Glück 
									
									
										
											 Der Maulwurf ist blind, aber er gräbt in die richtige
											Richtung. So, kann man denken, suchen Menschen nach dem
											Glück: Irgendwie wüssten sie schon, was sie brauchen, jeder
											tut, was er kann, auf der Jagd, auf der Verfolgung, in pursuit
												of happiness. Ökonomischer Erfolg verspricht Glück als
											Belohnung, Beute, die irgendwann ausgekostet werden darf und
											so gewiss ist wie ein Bonus am Ende eines guten
											Geschäftsjahrs, zugeteilt von der unsichtbaren Hand.
											
 Man kann aber auch von der entgegengesetzten
											Annahme ausgehen. Eyes wide shut: Blicken wir vom
											Saturn oder von sonst wo weit draussen auf die Erde herunter.
											Offenbar stehen sich Menschen auf ihrem Weg zum guten Leben
											selbst im Weg. Sie sehen nicht, wohin sie gehen, nicht
											einmal, wohin sie wollten. «Siehst du denn keine zwei
											Schritte weit», fragt der Geistliche den Josef K. im
											«Prozess» von Franz Kafka kurz vor dem Ende. Erinnern wir uns
											an die frühen Entdeckungen der Psychoanalyse:
											Wiederholungszwänge begrenzen unseren Aktionsradius. Alte
											Bahnungen leiten uns. Das Ich ist nicht Herr in seinem
											eigenen Haus, ein grosser Teil unserer psychischen Aktivität
											bleibt uns verborgen... Unsere Glücksmöglichkeiten sind durch
											unsere Konstitution begrenzt, fasst Freud später zusammen.
											
 Akzeptieren wir, dass unsere Weitsicht nicht gross
											ist, die globale Lage deutet darauf hin. Gäbe es geistige
											Führer, könnten wir sie brauchen. Nur, wo wären die? Und
											sprechen wir nicht über Esoterik, lassen wir die Ironie
											beiseite. Was wir suchen, ist etwas anderes: Eine
											allgemeingültige, verständliche Form des Austauschs über die
											Frage: Warum ist es so schwer, ein gutes Leben zu führen, das
											uns nicht bloss als mittelmässiger Kompromiss erscheint,
											«zufrieden, ja schon», «o.k.», aber immer bleibt der quälende
											Zweifel: Das kann es doch noch nicht gewesen sein.
 
											Geht es nicht auch viel einfacher? Genügt es nicht,
											aufzuhören, das Glück irgendwo in ferner Zukunft zu suchen,
											wenn die Belohnung da ist, am Jüngsten Tag oder am Ende der
											Therapie, sondern im Hier und Jetzt? Brauchen wir die ganze
											Theorie, wir wissen doch schon so viel? Ist es nicht Praxis,
											was uns fehlt? JA, halten wir das schon mal fest. Die «Praxis
											Neumarkt» soll eine unverzichtbare Institution werden; seien
											Sie jetzt schon herzlich eingeladen: Kommunikation wird
											Gespräch. Sprecher werden sich begegnen. – Diskurse können
											nicht glücklich sein, nur Personen, die reden oder schweigen.
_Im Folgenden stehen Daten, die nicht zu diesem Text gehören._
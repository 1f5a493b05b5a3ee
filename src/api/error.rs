// ==========================================
// 工序执行质量追踪系统 - API层错误类型
// ==========================================
// 职责: 定义API层错误类型，将下层错误转换为调用方可理解的错误
// ==========================================

use crate::config::config_manager::ConfigError;
use crate::engine::error::EngineError;
use crate::repository::error::RepositoryError;
use thiserror::Error;

/// API层错误类型
#[derive(Error, Debug)]
pub enum ApiError {
    // ==========================================
    // 请求错误
    // ==========================================
    #[error("数据验证失败: {0}")]
    ValidationError(String),

    #[error("资源未找到: {0}")]
    NotFound(String),

    #[error("权限不足: {0}")]
    Forbidden(String),

    #[error("当前不可用: {0}")]
    Unavailable(String),

    #[error("配置错误: {0}")]
    ConfigurationError(String),

    // ==========================================
    // 数据访问错误
    // ==========================================
    #[error("事务失败: {0}")]
    TransactionError(String),

    #[error("数据库错误: {0}")]
    DatabaseError(String),

    // ==========================================
    // 通用错误
    // ==========================================
    #[error("内部错误: {0}")]
    InternalError(String),

    #[error(transparent)]
    Other(#[from] anyhow::Error),
}

impl ApiError {
    /// 稳定错误码
    pub fn code(&self) -> &'static str {
        match self {
            ApiError::ValidationError(_) => "VALIDATION_ERROR",
            ApiError::NotFound(_) => "NOT_FOUND",
            ApiError::Forbidden(_) => "FORBIDDEN",
            ApiError::Unavailable(_) => "UNAVAILABLE",
            ApiError::ConfigurationError(_) => "CONFIGURATION_ERROR",
            ApiError::TransactionError(_) => "TRANSACTION_ERROR",
            ApiError::DatabaseError(_) => "DATABASE_ERROR",
            ApiError::InternalError(_) => "INTERNAL_ERROR",
            ApiError::Other(_) => "OTHER_ERROR",
        }
    }
}

// ==========================================
// 从 RepositoryError 转换
// ==========================================
impl From<RepositoryError> for ApiError {
    fn from(err: RepositoryError) -> Self {
        match err {
            RepositoryError::NotFound { entity, id } => {
                ApiError::NotFound(format!("{}(id={})不存在", entity, id))
            }
            RepositoryError::LockError(msg) => {
                ApiError::DatabaseError(format!("数据库锁获取失败: {}", msg))
            }
            RepositoryError::DatabaseTransactionError(msg) => ApiError::TransactionError(msg),
            RepositoryError::DatabaseQueryError(msg) => ApiError::DatabaseError(msg),
            RepositoryError::UniqueConstraintViolation(msg) => {
                ApiError::ValidationError(format!("唯一约束违反: {}", msg))
            }
            RepositoryError::ForeignKeyViolation(msg) => {
                ApiError::ValidationError(format!("外键约束违反: {}", msg))
            }
            RepositoryError::ValidationError(msg) => ApiError::ValidationError(msg),
            RepositoryError::SerializationError(msg) => ApiError::InternalError(msg),
            RepositoryError::InternalError(msg) => ApiError::InternalError(msg),
            RepositoryError::Other(err) => ApiError::Other(err),
        }
    }
}

// ==========================================
// 从 EngineError 转换
// ==========================================
impl From<EngineError> for ApiError {
    fn from(err: EngineError) -> Self {
        match err {
            e @ (EngineError::InvalidCriteria { .. } | EngineError::InvalidRange { .. }) => {
                ApiError::ValidationError(e.to_string())
            }
            e @ EngineError::InvalidSchedule { .. } => ApiError::ConfigurationError(e.to_string()),
            EngineError::Ledger(inner)
            | EngineError::Store(inner)
            | EngineError::SummarySource(inner) => ApiError::from(inner),
            EngineError::SummaryCache(io) => ApiError::InternalError(io.to_string()),
        }
    }
}

// ==========================================
// 从 ConfigError 转换
// ==========================================
impl From<ConfigError> for ApiError {
    fn from(err: ConfigError) -> Self {
        match err {
            e @ ConfigError::OutOfRange { .. } => ApiError::ConfigurationError(e.to_string()),
            ConfigError::Storage(msg) => ApiError::DatabaseError(msg),
        }
    }
}

impl From<rusqlite::Error> for ApiError {
    fn from(err: rusqlite::Error) -> Self {
        ApiError::from(RepositoryError::from(err))
    }
}

/// Result 类型别名
pub type ApiResult<T> = Result<T, ApiError>;

#[cfg(test)]
mod tests {
    use super::*;

    #[test]
    fn test_engine_validation_maps_to_validation() {
        let err: ApiError = EngineError::InvalidRange {
            indicator_id: 1,
            raw: "x".to_string(),
        }
        .into();
        assert_eq!(err.code(), "VALIDATION_ERROR");
    }

    #[test]
    fn test_wrapped_repository_error_unwrapped() {
        let err: ApiError = EngineError::Ledger(RepositoryError::not_found("Material", 3)).into();
        assert_eq!(err.code(), "NOT_FOUND");
    }

    #[test]
    fn test_config_out_of_range() {
        let err: ApiError = ConfigError::OutOfRange {
            key: "k".to_string(),
            value: "99".to_string(),
            reason: "r".to_string(),
        }
        .into();
        assert_eq!(err.code(), "CONFIGURATION_ERROR");
    }
}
											Glück braucht die Begegnung, das Rausgehen, aber nicht
											unbedingt ein Zuhause.
 
 Aber was ist das
											eigentlich, «Glück»? Vielleicht ist es an der Zeit für eine
											andere Perspektive, aus der wir die Sache betrachten. Wir
											haben gelernt, uns Glück als einen Zustand unseres Bewusst-
											seins vorzustellen, einen Erregungs- oder Gemütszustand – als
											etwas Subjektives: Glücklich sind wir, wenn wir uns so
											fühlen. Aber niemand würde einen mit Morphium betäubten
											Kranken einen glücklichen Menschen nennen, selbst wenn er
											sich so fühlt. «Glück ist nur gut, wenn es angebracht ist;
											wenn Traurigkeit angebracht ist, ist es besser, traurig zu
											sein. Glück an sich, unabhängig von seinen Objekten und
											Quellen, zum höchsten Ziel (etwa der Politik) zu er- klären,
											ist ein Rezept für Infantilisierung – Aldous Huxley hat das
											in ‹Schöne neue Welt› auf denkwürdige Weise dargestellt...»
											(Robert & Edward Skidelsky, «How much is enough?»)
											
 Glück hat also noch eine andere, «objektive»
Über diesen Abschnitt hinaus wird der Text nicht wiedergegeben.